10.3 Algorithmic Bias

Machine learning models built on RWD can reproduce and amplify existing biases:

  • Biases in proxy variables: Convenient surrogates for outcomes or health needs can inadvertently encode structural inequities. For example, a widely cited study by Obermeyer et al. showed that healthcare spending was used as a proxy for health needs, but at the same risk score, Black patients were significantly sicker than White patients. Careful validation of proxies and consultation with domain experts and community members can mitigate this risk.

  • Reinforcing unequal access: Predictive algorithms trained on historical care patterns may limit access to future care for already-marginalized groups. Transparency about algorithm design, public model documentation, and impact audits can help ensure fairness.

10.4 Privacy and Data Protection

The sensitivity of health data raises serious privacy concerns:

  • Risk of re-identification: Even deidentified data can sometimes be re-identified, especially when combined with other data sets. This is particularly concerning for stigmatized conditions such as HIV, disability, or autism. Applying rigorous deidentification techniques (e.g., date shifting, truncation of ZIP codes) and conducting re-identification risk assessments are important safeguards.

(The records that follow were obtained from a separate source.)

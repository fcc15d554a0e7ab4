// Local network discovery
//
// The LAN client does not browse the network itself; it consumes
// announcements from a host-supplied `DiscoveryHandle`.

use std::net::SocketAddr;
use std::sync::{PoisonError, RwLock};

use tokio::sync::broadcast;

/// A device advertising itself on the local network.
#[derive(Debug, Clone, PartialEq, Eq)]
pub struct Announcement {
    pub device_id: String,
    pub addr: SocketAddr,
}

/// Source of device announcements supplied by the host platform.
pub trait DiscoveryHandle: Send + Sync {
    /// Announcements seen so far.
    fn known(&self) -> Vec<Announcement>;

    /// Future announcements.
    fn subscribe(&self) -> broadcast::Receiver<Announcement>;
}

/// Discovery handle backed by a fixed address table, plus manual
/// announcements pushed at runtime.
pub struct StaticDiscovery {
    known: RwLock<Vec<Announcement>>,
    tx: broadcast::Sender<Announcement>,
}

impl StaticDiscovery {
    pub fn new(entries: impl IntoIterator<Item = Announcement>) -> Self {
        let (tx, _) = broadcast::channel(64);
        Self {
            known: RwLock::new(entries.into_iter().collect()),
            tx,
        }
    }

    /// Record an announcement and notify subscribers.
    pub fn announce(&self, announcement: Announcement) {
        {
            let mut known = self.known.write().unwrap_or_else(PoisonError::into_inner);
            known.retain(|a| a.device_id != announcement.device_id);
            known.push(announcement.clone());
        }
        let _ = self.tx.send(announcement);
    }
}

impl DiscoveryHandle for StaticDiscovery {
    fn known(&self) -> Vec<Announcement> {
        self.known
            .read()
            .unwrap_or_else(PoisonError::into_inner)
            .clone()
    }

    fn subscribe(&self) -> broadcast::Receiver<Announcement> {
        self.tx.subscribe()
    }
}
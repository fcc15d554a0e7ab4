// ── Device ownership arbiter ──
//
// Binds each device identifier to exactly one account, first claim wins.
// The table lives for the process lifetime and is never pruned.

use std::sync::{Arc, LazyLock};

use dashmap::DashMap;

use crate::model::{AccountId, Device, DeviceId};

static GLOBAL: LazyLock<Arc<DedupArbiter>> = LazyLock::new(|| Arc::new(DedupArbiter::new()));

/// Process-wide device ownership table.
///
/// All mutation goes through [`claim`](Self::claim), which is atomic per
/// identifier: two accounts racing for the same device observe the same
/// winner. Tests use fresh instances; the binary uses [`global`](Self::global).
#[derive(Debug, Default)]
pub struct DedupArbiter {
    owners: DashMap<DeviceId, AccountId>,
}

impl DedupArbiter {
    pub fn new() -> Self {
        Self::default()
    }

    /// The shared process-wide arbiter.
    pub fn global() -> Arc<Self> {
        Arc::clone(&GLOBAL)
    }

    /// Record `account` as owner of `device` unless it already has one.
    /// Returns the owner after the call.
    pub fn claim(&self, device: &DeviceId, account: &AccountId) -> AccountId {
        self.owners
            .entry(device.clone())
            .or_insert_with(|| account.clone())
            .value()
            .clone()
    }

    /// Keep only the devices `account` owns, claiming unowned ones.
    pub fn filter_owned(&self, account: &AccountId, devices: Vec<Device>) -> Vec<Device> {
        devices
            .into_iter()
            .filter(|device| {
                let owner = self.claim(&device.id, account);
                if owner != *account {
                    tracing::debug!(
                        device = %device.id,
                        %owner,
                        account = %account,
                        "device already owned by another account"
                    );
                }
                owner == *account
            })
            .collect()
    }

    pub fn owner_of(&self, device: &DeviceId) -> Option<AccountId> {
        self.owners.get(device).map(|owner| owner.value().clone())
    }

    pub fn len(&self) -> usize {
        self.owners.len()
    }

    pub fn is_empty(&self) -> bool {
        self.owners.is_empty()
    }
}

  • Misuse by third parties: Health data could be accessed or purchased by insurers, employers, or government agencies and used to discriminate. Clear data use agreements and access policies are essential.

  • Building public trust: It is essential to foster trust through rigorous data stewardship and governance processes that are transparent and inclusive. Institutions should communicate openly about data protections and provide mechanisms for concerns or opt-outs where feasible.